Menu Big Bang! News
Deportes después del gas pimienta

Angelici se abraza a Tévez e iría por la reelección en Boca

El presidente de Boca se presentará en las elecciones de diciembre y buscará la reelección al mando de Boca. Lo hará oficial en el mes de agosto. Cuando lo daban por muerto, sacó el as de su manga con el regreso de Carlitos. “Hizo mucho para venga, ahora quiero que se quede”, declaró el ídolo.

Estás viendo esta nota en: Modo Lectura Rápida

Ver nota completa

En diciembre Boca tendrá elecciones y el reloj no para. Daniel Angelici, el hombre cuestionado por sus cruces con Juan Román Riquelme e insultado durante el regreso del ídolo a la Bombonera para jugar el partido despedida de Sebastián Battaglia.

Angelici apostó por la llegada de Tévez y lo logró. 

El Tano no se quedó atrás y redobló la apuesta. Logró que Carlos Tévez regrese en plenitud, y no es hecho más. El presidente se aferra al “efecto Apache” y a su gestión para ser candidato en diciembre. Lo anunciará en los próximos días.  

Angelici pudo reinventarse durante un año 2015 difícil desde lo político. El incidente del gas pimienta, provocado por la barra de la mano del Panadero Napolitano durante el último superclásico de Copa Libertadores, suspendido por agresión a los jugadores de River, dejó mal parado al mandamás xeneize de cara a su continuidad.

En enero apostó por la llegada de Daniel Osvaldo y falló. Generó un furor mediático que no pudo ser explotado al máximo por el delantero en la cancha, de quien se habló más de sus problemas personales que de su rendimiento dentro del campo de juego.

Angelici apostó por Osvaldo, salió mal, intentó retenerlo y el futuro del ex de Barón es incierto.

A ello se sumó la eliminación con River, descalificado por los incidentes, y un arranque irregular, no malo, en el torneo local. Además, su rol político dentro de AFA, provocó otro frente. Sus idas y vueltas, sus críticas a la gestión de Luis Segura, con renuncia de por medio a la vicepresidencia segunda de la entidad madre, lo dejaron en la vidriera polémica.  

Mirá lo que dijo Carlitos:

#p=11m33s

El escándalo FIFA y el desarrollo de la Copa América de Chile ayudaron para descomprimir tensiones políticas. En su cabeza, estaba el plan Tévez, imposible en el arranque para la mayorúa, pero las negociaciones cambiaron la realidad y los augurios, logrando el mejor regreso de la historia del fútbol argentino. Carlitos, el jugador del pueblo, resignó dinero, y en su mejor momento deportivo, se puso nuevamente la casaca xeneize.

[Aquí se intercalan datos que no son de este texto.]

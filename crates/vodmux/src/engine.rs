//! Transcoding engine collaborators.
//!
//! The conversion flow needs a virtual filesystem plus the ability to run
//! the transcoder over it. [`TranscodeEngine`] is that surface;
//! [`FfmpegEngine`] backs it with a host `ffmpeg` binary confined to a
//! private temporary directory.

use std::io;
use std::path::PathBuf;
use std::process::Stdio;

use async_trait::async_trait;
use bytes::Bytes;
use tempfile::TempDir;
use tokio::process::Command;
use tracing::{debug, warn};

use crate::config::EngineConfig;

/// Virtual-filesystem-plus-exec sandbox the stager and the remux step
/// drive.
///
/// Paths are `/`-separated and rooted at the engine's own namespace.
/// `create_dir` creates a single level; ancestors are the caller's
/// concern.
#[async_trait]
pub trait TranscodeEngine: Send + Sync {
    /// Names of the entries in the directory at `path`.
    async fn list_dir(&self, path: &str) -> io::Result<Vec<String>>;

    async fn create_dir(&self, path: &str) -> io::Result<()>;

    async fn write_file(&self, path: &str, data: &[u8]) -> io::Result<()>;

    /// Runs the transcoder with `args`. Arguments beginning with `/` are
    /// virtual absolute paths and are rebased into the sandbox.
    async fn exec(&self, args: &[String]) -> io::Result<()>;

    async fn read_file(&self, path: &str) -> io::Result<Bytes>;
}

/// [`TranscodeEngine`] backed by a host ffmpeg binary working inside a
/// temporary directory that is discarded with the engine.
pub struct FfmpegEngine {
    binary: PathBuf,
    root: TempDir,
}

impl FfmpegEngine {
    /// Creates the sandbox and verifies the configured binary responds to
    /// `-version`.
    pub async fn load(config: EngineConfig) -> io::Result<Self> {
        let root = tempfile::tempdir()?;
        let engine = Self {
            binary: config.ffmpeg_path,
            root,
        };
        engine.verify_binary().await?;
        debug!(root = %engine.root.path().display(), "transcoder sandbox ready");
        Ok(engine)
    }

    async fn verify_binary(&self) -> io::Result<()> {
        let output = Command::new(&self.binary)
            .arg("-version")
            .stdin(Stdio::null())
            .output()
            .await?;
        if !output.status.success() {
            return Err(io::Error::other(format!(
                "`{} -version` exited with {}",
                self.binary.display(),
                output.status
            )));
        }
        Ok(())
    }

    /// Maps a virtual path onto the sandbox, rejecting traversal out of
    /// it.
    fn host_path(&self, path: &str) -> io::Result<PathBuf> {
        let mut mapped = self.root.path().to_path_buf();
        for component in path.split('/') {
            match component {
                "" | "." => {}
                ".." => {
                    return Err(io::Error::new(
                        io::ErrorKind::InvalidInput,
                        format!("path `{path}` escapes the sandbox"),
                    ));
                }
                component => mapped.push(component),
            }
        }
        Ok(mapped)
    }
}

#[async_trait]
impl TranscodeEngine for FfmpegEngine {
    async fn list_dir(&self, path: &str) -> io::Result<Vec<String>> {
        let mut entries = tokio::fs::read_dir(self.host_path(path)?).await?;
        let mut names = Vec::new();
        while let Some(entry) = entries.next_entry().await? {
            names.push(entry.file_name().to_string_lossy().into_owned());
        }
        Ok(names)
    }

    async fn create_dir(&self, path: &str) -> io::Result<()> {
        tokio::fs::create_dir(self.host_path(path)?).await
    }

    async fn write_file(&self, path: &str, data: &[u8]) -> io::Result<()> {
        tokio::fs::write(self.host_path(path)?, data).await
    }

    async fn exec(&self, args: &[String]) -> io::Result<()> {
        let mut command = Command::new(&self.binary);
        for arg in args {
            if arg.starts_with('/') {
                command.arg(self.host_path(arg)?);
            } else {
                command.arg(arg);
            }
        }
        let output = command
            .current_dir(self.root.path())
            .stdin(Stdio::null())
            .output()
            .await?;
        if !output.status.success() {
            let stderr = String::from_utf8_lossy(&output.stderr);
            warn!(status = %output.status, "transcoder exited with failure");
            return Err(io::Error::other(format!(
                "ffmpeg exited with {}: {}",
                output.status,
                tail(&stderr, 2000)
            )));
        }
        Ok(())
    }

    async fn read_file(&self, path: &str) -> io::Result<Bytes> {
        let data = tokio::fs::read(self.host_path(path)?).await?;
        Ok(Bytes::from(data))
    }
}

/// Last `max` bytes of `text`, starting on a char boundary.
fn tail(text: &str, max: usize) -> &str {
    if text.len() <= max {
        return text;
    }
    let mut start = text.len() - max;
    while !text.is_char_boundary(start) {
        start += 1;
    }
    &text[start..]
}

“Quiero que se quede Daniel (Angelici), hizo mucho para que venga, hay que convencerlo para que se quede. Quiero que se quede”, fueron las palabras de Carlitos el día de su presentación. Ese mensaje cotizó en alza la imagen desgastada del presidente. Fue su gran acierto, después de varios intentos, en los que el destino y el contexto no ayudaron para lograrlo.  

El balance de la gestión Angelici tiene dos miradas posibles. En contra: la influencia de la barra brava dentro del club se acrecentó; en lo deportivo sólo ganó la Copa Argentina de 2012. Quedará como responsable del retiro de Juan Román Riquelme, mayor ídolo en la historia. Muchos hinchas no se  lo perdonarán jamás.

Idas y vueltas en la relación tormentosa con Juan Román Riquelme.

A favor se puede contar que siempre intentó acercar al club a los mayores referentes deportivos. Primero a Riquelme, pese a las diferencias, y luego al “Virrey” Carlos Bianchi, quien volvió por la puerta grande y se fue sin pena ni gloria. Otro aspecto positivo es que el club tiene superávit económico por $ 60 millones.

El envión por el regreso del regreso de Tévez le dio el empujón final para volver a subirse al ring y estar a la par, por encima en la previa, de José Beraldi, Víctor Santa María, Jorge Ameal, quienes tendrán que dar dura batalla para quitarle el sillón que no quiere dejar. 

El buen momento deportivo, puntero del torneo y con vida en la Copa Argentina, junto al efecto Carlitos, pueden contrarrestar el  buen momento de River. En diciembre deberá festejar un título para acompañar su reestructurada imagen. El tiempo será testigo.